What to work on
In the entries below, find the line with "collection for observability" and the line with "- Transactions failing validation". Reproduce those two lines and every line between them exactly, and nothing more.

··· Dataset excerpts

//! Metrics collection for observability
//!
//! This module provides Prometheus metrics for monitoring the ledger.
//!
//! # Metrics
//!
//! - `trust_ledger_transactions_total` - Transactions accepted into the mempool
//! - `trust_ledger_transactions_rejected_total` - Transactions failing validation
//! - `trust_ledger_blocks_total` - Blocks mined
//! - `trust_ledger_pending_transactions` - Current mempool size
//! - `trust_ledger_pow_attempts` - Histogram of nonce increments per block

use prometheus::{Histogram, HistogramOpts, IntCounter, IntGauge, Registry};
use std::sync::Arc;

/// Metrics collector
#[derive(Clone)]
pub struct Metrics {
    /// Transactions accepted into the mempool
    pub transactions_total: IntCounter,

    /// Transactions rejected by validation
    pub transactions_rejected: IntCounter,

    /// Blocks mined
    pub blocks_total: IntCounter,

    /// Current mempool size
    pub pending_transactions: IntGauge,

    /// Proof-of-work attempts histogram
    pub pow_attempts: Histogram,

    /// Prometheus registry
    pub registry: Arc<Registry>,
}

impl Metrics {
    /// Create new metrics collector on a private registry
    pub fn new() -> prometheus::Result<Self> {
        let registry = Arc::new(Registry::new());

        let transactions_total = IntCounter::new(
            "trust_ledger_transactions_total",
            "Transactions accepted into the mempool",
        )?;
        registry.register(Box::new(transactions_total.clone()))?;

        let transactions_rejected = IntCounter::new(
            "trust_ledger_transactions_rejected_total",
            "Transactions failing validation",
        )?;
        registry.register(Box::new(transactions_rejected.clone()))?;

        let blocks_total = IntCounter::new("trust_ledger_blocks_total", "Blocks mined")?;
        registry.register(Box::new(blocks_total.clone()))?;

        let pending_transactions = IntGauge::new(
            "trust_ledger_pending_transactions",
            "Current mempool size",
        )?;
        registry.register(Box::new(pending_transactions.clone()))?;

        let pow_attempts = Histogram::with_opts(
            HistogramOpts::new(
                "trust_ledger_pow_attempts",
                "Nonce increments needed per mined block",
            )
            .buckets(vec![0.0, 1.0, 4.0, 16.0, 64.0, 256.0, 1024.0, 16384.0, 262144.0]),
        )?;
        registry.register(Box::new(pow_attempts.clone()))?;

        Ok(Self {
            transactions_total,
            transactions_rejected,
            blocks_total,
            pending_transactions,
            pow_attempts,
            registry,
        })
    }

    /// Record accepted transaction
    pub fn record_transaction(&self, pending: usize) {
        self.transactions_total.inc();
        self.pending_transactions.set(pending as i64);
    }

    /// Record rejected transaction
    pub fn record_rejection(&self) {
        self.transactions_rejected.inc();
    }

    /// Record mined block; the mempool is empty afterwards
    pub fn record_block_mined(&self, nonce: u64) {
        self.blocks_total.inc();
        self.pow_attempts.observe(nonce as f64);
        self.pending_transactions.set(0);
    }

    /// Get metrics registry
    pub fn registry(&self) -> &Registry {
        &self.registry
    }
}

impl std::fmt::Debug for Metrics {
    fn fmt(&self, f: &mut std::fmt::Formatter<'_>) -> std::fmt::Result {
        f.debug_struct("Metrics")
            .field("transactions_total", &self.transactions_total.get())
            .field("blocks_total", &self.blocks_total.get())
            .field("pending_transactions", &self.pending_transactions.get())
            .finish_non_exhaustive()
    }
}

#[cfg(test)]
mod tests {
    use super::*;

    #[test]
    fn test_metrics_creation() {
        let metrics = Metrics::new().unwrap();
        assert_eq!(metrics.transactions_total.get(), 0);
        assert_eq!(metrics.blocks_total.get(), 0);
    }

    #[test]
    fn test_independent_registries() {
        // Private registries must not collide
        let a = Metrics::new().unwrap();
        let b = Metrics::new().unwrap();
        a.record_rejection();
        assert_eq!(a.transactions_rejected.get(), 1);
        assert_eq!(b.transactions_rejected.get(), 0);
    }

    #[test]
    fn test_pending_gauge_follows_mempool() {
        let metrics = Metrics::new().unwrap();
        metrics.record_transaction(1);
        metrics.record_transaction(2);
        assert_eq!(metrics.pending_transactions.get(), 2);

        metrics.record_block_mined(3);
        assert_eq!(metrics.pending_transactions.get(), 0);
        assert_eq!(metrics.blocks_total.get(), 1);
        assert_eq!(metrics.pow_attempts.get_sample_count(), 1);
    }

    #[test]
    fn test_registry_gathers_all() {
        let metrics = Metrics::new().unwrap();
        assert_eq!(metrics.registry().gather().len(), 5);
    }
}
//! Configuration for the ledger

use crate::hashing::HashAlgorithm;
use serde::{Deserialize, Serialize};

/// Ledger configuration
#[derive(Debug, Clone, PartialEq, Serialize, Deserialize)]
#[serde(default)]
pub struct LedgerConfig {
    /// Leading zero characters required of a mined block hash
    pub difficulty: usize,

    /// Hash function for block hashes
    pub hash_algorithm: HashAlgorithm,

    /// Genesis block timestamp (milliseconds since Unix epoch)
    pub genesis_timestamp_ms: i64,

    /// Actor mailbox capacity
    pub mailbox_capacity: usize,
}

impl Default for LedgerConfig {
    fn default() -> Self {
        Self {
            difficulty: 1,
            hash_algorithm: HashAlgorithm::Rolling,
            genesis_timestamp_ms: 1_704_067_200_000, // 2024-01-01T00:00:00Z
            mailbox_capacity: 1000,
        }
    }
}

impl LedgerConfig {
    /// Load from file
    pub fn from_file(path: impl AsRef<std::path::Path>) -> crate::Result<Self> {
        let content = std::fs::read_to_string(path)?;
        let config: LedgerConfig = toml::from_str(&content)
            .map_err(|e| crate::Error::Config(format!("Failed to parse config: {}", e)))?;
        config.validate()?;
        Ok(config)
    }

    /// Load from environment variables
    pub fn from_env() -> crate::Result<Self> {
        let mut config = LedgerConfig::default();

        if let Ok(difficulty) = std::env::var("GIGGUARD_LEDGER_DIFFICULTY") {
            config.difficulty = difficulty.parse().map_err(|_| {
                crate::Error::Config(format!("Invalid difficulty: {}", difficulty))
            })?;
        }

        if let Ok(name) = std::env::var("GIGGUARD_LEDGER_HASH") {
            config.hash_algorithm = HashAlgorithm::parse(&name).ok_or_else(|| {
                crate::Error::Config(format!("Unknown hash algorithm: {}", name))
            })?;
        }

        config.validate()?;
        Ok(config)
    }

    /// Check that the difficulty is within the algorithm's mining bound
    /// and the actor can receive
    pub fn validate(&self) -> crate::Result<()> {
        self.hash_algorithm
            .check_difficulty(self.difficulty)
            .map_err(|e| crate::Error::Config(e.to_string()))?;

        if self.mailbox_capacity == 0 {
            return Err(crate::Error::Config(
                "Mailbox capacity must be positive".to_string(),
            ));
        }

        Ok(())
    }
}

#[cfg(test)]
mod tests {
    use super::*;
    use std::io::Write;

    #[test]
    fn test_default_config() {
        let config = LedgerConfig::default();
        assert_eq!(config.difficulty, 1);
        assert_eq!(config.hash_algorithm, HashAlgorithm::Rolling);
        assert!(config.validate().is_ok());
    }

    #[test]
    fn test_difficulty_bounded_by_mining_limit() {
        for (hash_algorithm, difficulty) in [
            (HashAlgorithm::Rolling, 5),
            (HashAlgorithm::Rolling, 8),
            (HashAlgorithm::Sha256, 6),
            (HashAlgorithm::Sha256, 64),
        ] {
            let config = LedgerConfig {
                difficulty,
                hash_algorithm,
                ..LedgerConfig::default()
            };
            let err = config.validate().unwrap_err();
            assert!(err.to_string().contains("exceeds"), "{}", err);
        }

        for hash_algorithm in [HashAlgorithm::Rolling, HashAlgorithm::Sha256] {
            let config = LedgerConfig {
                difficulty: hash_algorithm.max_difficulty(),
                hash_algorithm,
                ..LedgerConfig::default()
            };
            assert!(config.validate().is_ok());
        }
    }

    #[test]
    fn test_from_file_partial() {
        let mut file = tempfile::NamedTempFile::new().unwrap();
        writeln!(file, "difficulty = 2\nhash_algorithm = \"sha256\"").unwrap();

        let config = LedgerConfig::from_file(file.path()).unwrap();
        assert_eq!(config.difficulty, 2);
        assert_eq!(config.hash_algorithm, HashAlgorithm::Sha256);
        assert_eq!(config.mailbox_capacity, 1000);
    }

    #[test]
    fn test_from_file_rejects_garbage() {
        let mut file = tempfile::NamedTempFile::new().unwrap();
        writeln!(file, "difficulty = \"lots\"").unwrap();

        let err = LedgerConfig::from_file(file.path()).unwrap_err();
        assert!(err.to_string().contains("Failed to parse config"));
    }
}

······
··· Dataset excerpts

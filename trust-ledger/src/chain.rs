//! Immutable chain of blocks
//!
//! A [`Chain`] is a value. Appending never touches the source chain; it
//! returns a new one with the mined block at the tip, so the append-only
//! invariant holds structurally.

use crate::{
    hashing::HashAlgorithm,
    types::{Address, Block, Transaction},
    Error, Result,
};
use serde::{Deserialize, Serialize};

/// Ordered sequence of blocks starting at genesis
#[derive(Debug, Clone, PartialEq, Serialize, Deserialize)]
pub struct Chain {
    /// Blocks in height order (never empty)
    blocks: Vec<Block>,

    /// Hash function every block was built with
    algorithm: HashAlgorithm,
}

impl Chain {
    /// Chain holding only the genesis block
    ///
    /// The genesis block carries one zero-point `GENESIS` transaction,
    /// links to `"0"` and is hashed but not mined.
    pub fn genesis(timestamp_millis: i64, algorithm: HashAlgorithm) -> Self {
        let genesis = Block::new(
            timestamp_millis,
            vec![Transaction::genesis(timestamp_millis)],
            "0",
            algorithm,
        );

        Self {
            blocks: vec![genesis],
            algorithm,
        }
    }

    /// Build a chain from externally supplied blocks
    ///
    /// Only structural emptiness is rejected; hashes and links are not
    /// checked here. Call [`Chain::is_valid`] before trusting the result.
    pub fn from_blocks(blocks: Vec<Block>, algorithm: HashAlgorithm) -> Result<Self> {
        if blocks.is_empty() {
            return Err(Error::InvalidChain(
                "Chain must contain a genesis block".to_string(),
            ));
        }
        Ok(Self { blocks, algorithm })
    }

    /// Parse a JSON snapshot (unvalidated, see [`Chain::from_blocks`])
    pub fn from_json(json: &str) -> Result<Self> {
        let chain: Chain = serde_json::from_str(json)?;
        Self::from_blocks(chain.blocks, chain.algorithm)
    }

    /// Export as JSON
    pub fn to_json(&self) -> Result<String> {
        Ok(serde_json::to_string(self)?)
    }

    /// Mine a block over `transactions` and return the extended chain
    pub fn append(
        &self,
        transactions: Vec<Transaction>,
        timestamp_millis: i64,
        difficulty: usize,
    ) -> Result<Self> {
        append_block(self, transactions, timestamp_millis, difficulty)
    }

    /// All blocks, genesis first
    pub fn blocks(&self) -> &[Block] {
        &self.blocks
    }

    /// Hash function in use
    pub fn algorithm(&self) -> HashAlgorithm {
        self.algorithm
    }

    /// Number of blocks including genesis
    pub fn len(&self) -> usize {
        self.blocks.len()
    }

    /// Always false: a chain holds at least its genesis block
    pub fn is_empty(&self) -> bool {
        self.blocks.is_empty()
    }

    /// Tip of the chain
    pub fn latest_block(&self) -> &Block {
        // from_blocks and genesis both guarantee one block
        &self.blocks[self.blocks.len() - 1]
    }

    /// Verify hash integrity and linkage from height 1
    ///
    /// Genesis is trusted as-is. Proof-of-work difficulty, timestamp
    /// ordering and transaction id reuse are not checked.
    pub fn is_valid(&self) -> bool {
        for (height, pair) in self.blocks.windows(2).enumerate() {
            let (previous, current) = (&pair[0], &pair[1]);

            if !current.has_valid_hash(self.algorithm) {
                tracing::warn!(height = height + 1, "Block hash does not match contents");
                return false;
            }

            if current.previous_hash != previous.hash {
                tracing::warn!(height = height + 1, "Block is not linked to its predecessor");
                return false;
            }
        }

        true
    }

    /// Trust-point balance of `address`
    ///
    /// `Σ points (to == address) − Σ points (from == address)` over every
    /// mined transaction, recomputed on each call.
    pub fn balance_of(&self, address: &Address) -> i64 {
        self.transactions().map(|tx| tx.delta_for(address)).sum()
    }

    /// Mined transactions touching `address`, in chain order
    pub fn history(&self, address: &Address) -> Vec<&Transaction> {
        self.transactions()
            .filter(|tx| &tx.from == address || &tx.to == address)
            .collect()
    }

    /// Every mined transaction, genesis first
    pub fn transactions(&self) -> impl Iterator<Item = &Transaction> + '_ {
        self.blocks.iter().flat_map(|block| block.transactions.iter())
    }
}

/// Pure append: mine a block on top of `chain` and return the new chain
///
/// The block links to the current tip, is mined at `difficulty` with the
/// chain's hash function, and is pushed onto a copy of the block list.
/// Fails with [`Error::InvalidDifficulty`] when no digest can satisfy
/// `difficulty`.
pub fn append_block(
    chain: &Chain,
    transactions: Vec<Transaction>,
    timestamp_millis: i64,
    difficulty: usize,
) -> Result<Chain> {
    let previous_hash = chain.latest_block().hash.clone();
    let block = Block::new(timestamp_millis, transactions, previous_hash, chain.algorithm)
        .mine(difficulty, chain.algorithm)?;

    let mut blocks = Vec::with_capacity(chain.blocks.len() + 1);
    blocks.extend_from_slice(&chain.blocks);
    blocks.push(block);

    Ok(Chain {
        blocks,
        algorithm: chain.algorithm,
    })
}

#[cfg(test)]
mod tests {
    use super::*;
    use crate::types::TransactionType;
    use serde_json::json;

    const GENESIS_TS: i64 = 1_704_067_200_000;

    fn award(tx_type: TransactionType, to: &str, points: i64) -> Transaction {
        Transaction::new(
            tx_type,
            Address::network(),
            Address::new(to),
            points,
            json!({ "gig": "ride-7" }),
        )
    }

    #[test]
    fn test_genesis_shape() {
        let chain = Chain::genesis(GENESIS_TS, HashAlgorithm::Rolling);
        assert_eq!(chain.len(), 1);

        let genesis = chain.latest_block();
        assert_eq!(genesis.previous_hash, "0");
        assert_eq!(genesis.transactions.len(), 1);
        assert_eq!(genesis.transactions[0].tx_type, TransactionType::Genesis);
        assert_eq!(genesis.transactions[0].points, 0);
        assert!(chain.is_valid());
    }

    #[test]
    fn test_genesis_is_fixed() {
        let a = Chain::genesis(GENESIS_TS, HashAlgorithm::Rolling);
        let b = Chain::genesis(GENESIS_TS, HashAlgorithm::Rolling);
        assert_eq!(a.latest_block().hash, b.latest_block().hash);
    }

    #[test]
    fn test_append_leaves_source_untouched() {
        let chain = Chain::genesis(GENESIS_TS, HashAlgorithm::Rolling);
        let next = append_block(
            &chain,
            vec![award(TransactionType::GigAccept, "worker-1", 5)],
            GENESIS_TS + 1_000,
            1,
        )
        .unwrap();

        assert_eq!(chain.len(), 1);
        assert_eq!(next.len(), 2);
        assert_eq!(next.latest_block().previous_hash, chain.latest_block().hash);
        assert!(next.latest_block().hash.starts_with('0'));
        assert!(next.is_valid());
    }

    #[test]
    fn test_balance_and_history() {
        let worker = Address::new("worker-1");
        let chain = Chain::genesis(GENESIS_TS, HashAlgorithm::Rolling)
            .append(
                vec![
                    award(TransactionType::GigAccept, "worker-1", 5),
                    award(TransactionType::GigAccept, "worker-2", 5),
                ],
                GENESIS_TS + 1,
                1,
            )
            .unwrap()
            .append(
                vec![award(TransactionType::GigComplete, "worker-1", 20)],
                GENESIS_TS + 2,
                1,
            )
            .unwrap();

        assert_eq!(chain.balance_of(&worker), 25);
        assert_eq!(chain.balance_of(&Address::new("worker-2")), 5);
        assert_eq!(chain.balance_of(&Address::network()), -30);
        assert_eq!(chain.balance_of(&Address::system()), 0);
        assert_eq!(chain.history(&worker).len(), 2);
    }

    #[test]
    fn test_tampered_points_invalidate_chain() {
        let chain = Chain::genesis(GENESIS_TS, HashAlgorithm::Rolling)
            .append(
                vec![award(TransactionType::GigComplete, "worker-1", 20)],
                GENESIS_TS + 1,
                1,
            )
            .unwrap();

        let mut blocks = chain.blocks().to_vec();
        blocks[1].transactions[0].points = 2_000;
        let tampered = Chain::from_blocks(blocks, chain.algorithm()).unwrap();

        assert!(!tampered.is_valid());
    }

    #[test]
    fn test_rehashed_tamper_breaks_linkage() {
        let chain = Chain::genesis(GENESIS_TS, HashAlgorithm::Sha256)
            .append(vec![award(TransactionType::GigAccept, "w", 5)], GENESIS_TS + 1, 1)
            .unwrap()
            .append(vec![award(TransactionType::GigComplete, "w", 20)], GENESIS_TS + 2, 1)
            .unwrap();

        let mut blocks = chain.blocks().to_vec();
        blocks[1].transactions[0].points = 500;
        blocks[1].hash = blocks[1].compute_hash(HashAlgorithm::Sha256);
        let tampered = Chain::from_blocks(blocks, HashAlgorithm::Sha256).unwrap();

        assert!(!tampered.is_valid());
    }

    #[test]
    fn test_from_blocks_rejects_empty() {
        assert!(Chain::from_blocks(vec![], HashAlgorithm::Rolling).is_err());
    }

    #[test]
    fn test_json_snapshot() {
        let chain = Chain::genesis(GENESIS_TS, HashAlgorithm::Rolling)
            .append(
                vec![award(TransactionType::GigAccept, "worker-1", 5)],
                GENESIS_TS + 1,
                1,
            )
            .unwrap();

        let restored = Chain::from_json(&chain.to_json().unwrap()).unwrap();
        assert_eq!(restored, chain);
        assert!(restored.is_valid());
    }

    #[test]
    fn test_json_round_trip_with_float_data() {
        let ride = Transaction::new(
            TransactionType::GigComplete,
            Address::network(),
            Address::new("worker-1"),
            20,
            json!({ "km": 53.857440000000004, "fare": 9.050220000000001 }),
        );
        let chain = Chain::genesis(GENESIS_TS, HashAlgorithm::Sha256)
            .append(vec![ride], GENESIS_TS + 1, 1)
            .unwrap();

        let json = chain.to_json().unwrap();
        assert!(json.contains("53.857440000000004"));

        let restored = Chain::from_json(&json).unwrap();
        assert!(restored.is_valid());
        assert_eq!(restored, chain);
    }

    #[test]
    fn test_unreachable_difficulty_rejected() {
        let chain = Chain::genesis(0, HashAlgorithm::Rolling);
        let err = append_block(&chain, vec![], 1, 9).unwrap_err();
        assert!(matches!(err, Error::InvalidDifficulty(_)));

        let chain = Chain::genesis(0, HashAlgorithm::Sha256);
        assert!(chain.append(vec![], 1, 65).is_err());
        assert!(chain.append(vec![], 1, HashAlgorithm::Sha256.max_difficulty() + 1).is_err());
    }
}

······

Your solution
//! Metrics collection for observability
//!
//! This module provides Prometheus metrics for monitoring the ledger.
//!
//! # Metrics
//!
//! - `trust_ledger_transactions_total` - Transactions accepted into the mempool
//! - `trust_ledger_transactions_rejected_total` - Transactions failing validation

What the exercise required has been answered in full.